For each vehicle, set the Axle Count for that particular vehicle. Each Axle requires an AxleConfig, WheelConfig, SuspensionConfig and TireConfig to be functional.

KEO Axle Setup Example
Axle Setup Example.

Axle Config

AxleConfig allows to set the offset of the axle which is its position relative to the vehicle's center / pivot.

KEO Axle Config Example
Axle Config Example.

Each axle may apply Traction and/or Steering. If the axle is situated towards the rear of the vehicle, and the wheels also apply steering (such as in the case of the tank vehicle), the InvertSteering option has to be checked in order for the wheels to apply the correct steering.

C#

struct AxleState {
    asset_ref<AxleConfig> AxleConfig;

    asset_ref<WheelConfig> WheelConfig;
    asset_ref<SuspensionConfig> SuspensionConfig;
    asset_ref<TireConfig> TireConfig;

    [HideInInspector] FP SteerAngle;
    [HideInInspector] WheelState WheelL;
    [HideInInspector] WheelState WheelR;
}

Drive Assist

In the Drive Assist section, the max and min steering angles for each steering axles.

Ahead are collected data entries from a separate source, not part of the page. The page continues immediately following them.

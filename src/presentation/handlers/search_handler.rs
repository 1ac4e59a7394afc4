// Copyright (c) 2025 Kirky.X
//
// Licensed under the MIT License
// See LICENSE file in the project root for full license information.

use axum::{
    extract::{Extension, Json},
    http::StatusCode,
    response::IntoResponse,
};
use serde_json::json;
use std::sync::Arc;
use validator::Validate;

use crate::application::dto::search_request::{SearchRequestDto, SearchResponseDto};
use crate::infrastructure::search::DestinationAggregator;

/// 处理目的地搜索请求
///
/// 聚合器对来源级失败始终降级为空结果，因此除参数校验外本处理器
/// 不会返回错误响应；过短的查询同样得到空的成功响应。
pub async fn search(
    Extension(aggregator): Extension<Arc<DestinationAggregator>>,
    Json(payload): Json<SearchRequestDto>,
) -> impl IntoResponse {
    if let Err(e) = payload.validate() {
        return (StatusCode::BAD_REQUEST, Json(json!({ "error": e.to_string() })))
            .into_response();
    }

    let results = aggregator.search(&payload.query, payload.options()).await;
    (
        StatusCode::OK,
        Json(SearchResponseDto::success(payload.query, results)),
    )
        .into_response()
}

/// 清空搜索结果缓存
pub async fn clear_cache(
    Extension(aggregator): Extension<Arc<DestinationAggregator>>,
) -> StatusCode {
    aggregator.clear_cache();
    StatusCode::NO_CONTENT
}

This helps players not oversteering or losing control at higher speeds.

KEO Drive Assist Example
Drive Assist.

Suspension

The suspension is visualized on the Unity-side by reading the values of the car physics in the Quantum simulation. The class responsible for this is called AxleView.cs.

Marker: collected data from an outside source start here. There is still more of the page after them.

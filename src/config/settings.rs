// Copyright 2025 Kirky.X
//
// Licensed under the Apache License, Version 2.0 (the "License");
// you may not use this file except in compliance with the License.
// You may obtain a copy of the License at
//
//     http://www.apache.org/licenses/LICENSE-2.0
//
// Unless required by applicable law or agreed to in writing, software
// distributed under the License is distributed on an "AS IS" BASIS,
// WITHOUT WARRANTIES OR CONDITIONS OF ANY KIND, either express or implied.
// See the License for the specific language governing permissions and
// limitations under the License.

use config::{Config, ConfigError, Environment, File};
use serde::Deserialize;

/// 应用程序配置设置
///
/// 包含服务器、后端端点和搜索默认值等所有配置项
#[derive(Debug, Deserialize)]
pub struct Settings {
    /// 服务器配置
    pub server: ServerSettings,
    /// 目的地后端配置
    pub backend: BackendSettings,
    /// 搜索默认配置
    pub search: SearchSettings,
}

/// 服务器配置设置
#[derive(Debug, Deserialize)]
pub struct ServerSettings {
    /// 服务器监听主机地址
    pub host: String,
    /// 服务器监听端口
    pub port: u16,
}

/// 目的地后端配置设置
#[derive(Debug, Clone, Deserialize)]
pub struct BackendSettings {
    /// 后端基础URL，各来源端点路径在此之上解析
    pub base_url: String,
    /// 请求使用的 User-Agent
    pub user_agent: String,
}

/// 搜索默认配置设置
///
/// 全部可按单次调用覆盖
#[derive(Debug, Deserialize)]
pub struct SearchSettings {
    /// 默认来源列表（按查询顺序）
    pub sources: Vec<String>,
    /// 去重时优先的来源
    pub prioritize: String,
    /// 返回结果数上限
    pub limit: usize,
    /// 单来源请求超时（毫秒）
    pub timeout_ms: u64,
    /// 最小查询长度
    pub min_query_length: usize,
    /// 缓存生命周期（毫秒）
    pub cache_lifetime_ms: u64,
}

impl Settings {
    /// 创建新的配置实例
    ///
    /// 从环境变量加载配置，支持默认值
    ///
    /// # Returns
    ///
    /// * `Ok(Settings)` - 成功加载的配置
    /// * `Err(ConfigError)` - 配置加载失败
    pub fn new() -> Result<Self, ConfigError> {
        let env = std::env::var("APP_ENVIRONMENT").unwrap_or_else(|_| "default".to_string());
        let builder = Config::builder()
            // Start with default settings
            .set_default("server.host", "0.0.0.0")?
            .set_default("server.port", 3000)?
            // Default backend settings
            .set_default("backend.base_url", "http://127.0.0.1:5000")?
            .set_default(
                "backend.user_agent",
                format!("destrs/{}", env!("CARGO_PKG_VERSION")),
            )?
            // Default search settings
            .set_default(
                "search.sources",
                vec!["database", "google", "openstreetmap"],
            )?
            .set_default("search.prioritize", "database")?
            .set_default("search.limit", 8)?
            .set_default("search.timeout_ms", 5000)?
            .set_default("search.min_query_length", 2)?
            .set_default("search.cache_lifetime_ms", 300_000)?
            .add_source(File::with_name("config/default").required(false))
            .add_source(File::with_name(&format!("config/{}", env)).required(false))
            .add_source(Environment::with_prefix("DESTRS").separator("__"));

        builder.build()?.try_deserialize()
    }
}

As this is pure visual representation, the suspension visual reacts to the simulation but the suspension itself is not part of the simulation. Thus the following section are entirely about Unity-side representation and code.

Dynamic Suspension View

The formula included in the sample for the custom suspension view is specific to the type of suspension created in KEO's vehicles, but the logic can be adapted for other suspension types.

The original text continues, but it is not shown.